Data provided
use crate::font::is_wide_char;

/// Average glyph width is approximated as `point_size / GLYPH_WIDTH_RATIO`.
pub const GLYPH_WIDTH_RATIO: f32 = 2.4;

/// Columns available in `width_px` for a font of `point_size`.
pub fn wrap_columns(width_px: u32, point_size: f32) -> usize {
    let glyph = (point_size / GLYPH_WIDTH_RATIO).max(f32::EPSILON);
    let columns = (width_px as f32 / glyph) as i64 - 1;
    columns.max(1) as usize
}

pub(crate) fn display_columns(word: &str) -> usize {
    word.chars()
        .map(|ch| if is_wide_char(ch) { 2 } else { 1 })
        .sum()
}

/// Greedy fill. Explicit newlines force a break, words are never split and
/// a word wider than the limit gets a line of its own.
pub fn wrap_words(text: &str, max_columns: usize) -> Vec<Vec<String>> {
    let max_columns = max_columns.max(1);
    let mut lines = Vec::new();

    for paragraph in text.split('\n') {
        let mut current: Vec<String> = Vec::new();
        let mut used = 0usize;
        for word in paragraph.split_whitespace() {
            let cols = display_columns(word);
            if !current.is_empty() && used + 1 + cols > max_columns {
                lines.push(std::mem::take(&mut current));
                used = 0;
            }
            if current.is_empty() {
                used = cols;
            } else {
                used += 1 + cols;
            }
            current.push(word.to_string());
        }
        if !current.is_empty() {
            lines.push(current);
        }
    }

    lines
}

#[cfg(test)]
mod tests {
    use super::*;

    fn flatten(lines: &[Vec<String>]) -> Vec<String> {
        lines.iter().flatten().cloned().collect()
    }

    #[test]
    fn columns_follow_glyph_ratio() {
        assert_eq!(wrap_columns(400, 35.0), 26);
        assert_eq!(wrap_columns(400, 23.0), 40);
        assert_eq!(wrap_columns(5, 35.0), 1);
    }

    #[test]
    fn never_exceeds_limit_for_ordinary_words() {
        let text = "Lorem ipsum dolor sit amet consectetur adipiscing elit sed do eiusmod";
        for limit in [12, 16, 26, 80] {
            for line in wrap_words(text, limit) {
                let width: usize =
                    line.iter().map(|w| display_columns(w)).sum::<usize>() + line.len() - 1;
                assert!(width <= limit, "{:?} wider than {}", line, limit);
            }
        }
    }

    #[test]
    fn preserves_word_sequence() {
        let texts = [
            "Hello world foo bar",
            "  leading and   irregular\tspacing  ",
            "first paragraph\nsecond paragraph with more words\n\nthird",
            "supercalifragilisticexpialidocious tiny words here",
            "混合 text 日本語の文章 mixed",
        ];
        for text in texts {
            for limit in [1, 5, 12, 40] {
                let expected: Vec<String> =
                    text.split_whitespace().map(|w| w.to_string()).collect();
                assert_eq!(flatten(&wrap_words(text, limit)), expected);
            }
        }
    }

    #[test]
    fn oversized_word_gets_its_own_line() {
        let lines = wrap_words("a incomprehensibilities b", 6);
        assert_eq!(
            lines,
            vec![
                vec!["a".to_string()],
                vec!["incomprehensibilities".to_string()],
                vec!["b".to_string()],
            ]
        );
    }

    #[test]
    fn explicit_newlines_break_lines() {
        let lines = wrap_words("one two\nthree", 80);
        assert_eq!(lines.len(), 2);
        assert_eq!(lines[1], vec!["three".to_string()]);
    }

    #[test]
    fn wide_characters_count_double() {
        assert_eq!(display_columns("日本"), 4);
        let lines = wrap_words("日本 日本", 9);
        assert_eq!(lines.len(), 1);
        let lines = wrap_words("日本 日本", 8);
        assert_eq!(lines.len(), 2);
    }

    #[test]
    fn empty_text_has_no_lines() {
        assert!(wrap_words("   \n  ", 10).is_empty());
    }
}
use anyhow::{Context, Result, anyhow};
use base64::Engine;
use base64::engine::general_purpose::STANDARD as BASE64;
use image::RgbImage;
use serde::Deserialize;
use serde_json::json;
use std::io::Cursor;

use super::retry::send_with_retry;
use super::{LayoutProvider, ProviderFuture};
use crate::region::RegionKind;

/// Class of a detection as reported by the layout service: either a label
/// such as `"text"` or a numeric class id.
#[derive(Debug, Clone, PartialEq, Deserialize)]
#[serde(untagged)]
pub enum DetectionLabel {
    Name(String),
    ClassId(u32),
}

impl From<&DetectionLabel> for RegionKind {
    fn from(label: &DetectionLabel) -> Self {
        match label {
            DetectionLabel::Name(name) => RegionKind::from_label(name),
            DetectionLabel::ClassId(id) => RegionKind::from_class_id(*id),
        }
    }
}

/// An unvalidated detection, `bbox` is `[x1, y1, x2, y2]` in page pixels.
#[derive(Debug, Clone, PartialEq, Deserialize)]
pub struct RawDetection {
    #[serde(alias = "type", alias = "class")]
    pub label: DetectionLabel,
    pub bbox: [f32; 4],
    pub score: f32,
}

#[derive(Debug, Deserialize)]
#[serde(untagged)]
enum DetectResponse {
    Wrapped { regions: Vec<RawDetection> },
    Bare(Vec<RawDetection>),
}

/// Talks to a layout detector served over HTTP. The page is posted as a
/// base64 PNG and the service answers with its detections.
#[derive(Debug, Clone)]
pub struct HttpLayout {
    client: reqwest::Client,
    endpoint: String,
}

impl HttpLayout {
    pub fn new(endpoint: impl Into<String>) -> Self {
        Self {
            client: reqwest::Client::new(),
            endpoint: endpoint.into(),
        }
    }

    async fn request(&self, page: &RgbImage) -> Result<Vec<RawDetection>> {
        let body = json!({
            "image_base64": encode_png(page)?,
            "width": page.width(),
            "height": page.height(),
        });
        let response = send_with_retry("layout", || self.client.post(&self.endpoint).json(&body))
            .await
            .with_context(|| format!("failed to reach layout service at {}", self.endpoint))?;
        if !response.status.is_success() {
            return Err(anyhow!(
                "layout service error ({}): {}",
                response.status,
                response.body.trim()
            ));
        }
        parse_detections(&response.body)
    }
}

impl LayoutProvider for HttpLayout {
    fn detect<'a>(&'a self, page: &'a RgbImage) -> ProviderFuture<'a, Vec<RawDetection>> {
        Box::pin(self.request(page))
    }
}

fn encode_png(page: &RgbImage) -> Result<String> {
    let mut bytes = Vec::new();
    page.write_to(&mut Cursor::new(&mut bytes), image::ImageFormat::Png)
        .with_context(|| "failed to encode page as PNG")?;
    Ok(BASE64.encode(bytes))
}

pub(crate) fn parse_detections(body: &str) -> Result<Vec<RawDetection>> {
    let response: DetectResponse =
        serde_json::from_str(body).with_context(|| "failed to parse layout response JSON")?;
    Ok(match response {
        DetectResponse::Wrapped { regions } => regions,
        DetectResponse::Bare(regions) => regions,
    })
}
use std::collections::{HashMap, VecDeque};
use std::sync::atomic::{AtomicBool, Ordering};
use std::sync::{Arc, Mutex};
use std::time::Duration;

use anyhow::{Result, anyhow};
use image::{Rgb, RgbImage};
use pdf_reflow_translator::compose::BlockRenderer;
use pdf_reflow_translator::font::SimpleFontSelector;
use pdf_reflow_translator::providers::{
    DetectionLabel, LayoutProvider, OcrProvider, ProviderFuture, RawDetection,
    TranslationProvider,
};
use pdf_reflow_translator::reflow::{layout_text, wrap_columns};
use pdf_reflow_translator::region::{OcrOutput, OcrToken};
use pdf_reflow_translator::{
    DocumentRequest, DocumentState, PagePipeline, PipelineOptions, RegionKind, off_runtime,
};
use usvg::fontdb;

/// Serves one queued detection list per `detect` call.
struct ScriptedLayout {
    pages: Mutex<VecDeque<Vec<RawDetection>>>,
}

impl ScriptedLayout {
    fn new(pages: Vec<Vec<RawDetection>>) -> Self {
        Self {
            pages: Mutex::new(pages.into()),
        }
    }
}

impl LayoutProvider for ScriptedLayout {
    fn detect<'a>(&'a self, _page: &'a RgbImage) -> ProviderFuture<'a, Vec<RawDetection>> {
        let next = self.pages.lock().unwrap().pop_front().unwrap_or_default();
        Box::pin(async move { Ok(next) })
    }
}

/// Recognises a region by the colour of its top-left pixel.
struct ColourOcr {
    texts: HashMap<[u8; 3], Vec<&'static str>>,
}

impl OcrProvider for ColourOcr {
    fn recognize(&self, image: &RgbImage) -> Result<OcrOutput> {
        let Rgb(colour) = *image.get_pixel(0, 0);
        let lines = self.texts.get(&colour).cloned().unwrap_or_default();
        let mut tokens = Vec::new();
        for (idx, line) in lines.iter().enumerate() {
            let top = idx as u32 * 40 + 5;
            for word in line.split_whitespace() {
                tokens.push(OcrToken {
                    text: word.to_string(),
                    top,
                    bottom: top + 30,
                });
            }
        }
        Ok(OcrOutput { tokens })
    }
}

/// Echoes the text with the target language appended. Inputs containing
/// one of `failing` are rejected.
#[derive(Default)]
struct RecordingTranslator {
    calls: Mutex<Vec<String>>,
    failing: Vec<&'static str>,
}

impl TranslationProvider for RecordingTranslator {
    fn translate<'a>(
        &'a self,
        text: &'a str,
        _from_lang: &'a str,
        to_lang: &'a str,
    ) -> ProviderFuture<'a, String> {
        self.calls.lock().unwrap().push(text.to_string());
        let rejected = self.failing.iter().any(|marker| text.contains(marker));
        Box::pin(async move {
            if rejected {
                return Err(anyhow!("upstream rejected the request"));
            }
            Ok(format!("{} ({})", text, to_lang))
        })
    }

    fn languages(&self) -> Vec<String> {
        vec!["Slovenian".to_string()]
    }
}

const TEXT_A: [u8; 3] = [200, 10, 10];
const TEXT_B: [u8; 3] = [10, 200, 10];
const TITLE_REFS: [u8; 3] = [10, 10, 200];
const TEXT_D: [u8; 3] = [200, 200, 10];
const TEXT_E: [u8; 3] = [10, 200, 200];

fn detection(label: &str, bbox: [f32; 4]) -> RawDetection {
    RawDetection {
        label: DetectionLabel::Name(label.to_string()),
        bbox,
        score: 0.95,
    }
}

Task directions
Above are the entries; copy out every line among them that contains the word "derive".

Result
#[derive(Debug, Clone, PartialEq, Deserialize)]
#[derive(Debug, Clone, PartialEq, Deserialize)]
#[derive(Debug, Deserialize)]
#[derive(Debug, Clone)]
#[derive(Default)]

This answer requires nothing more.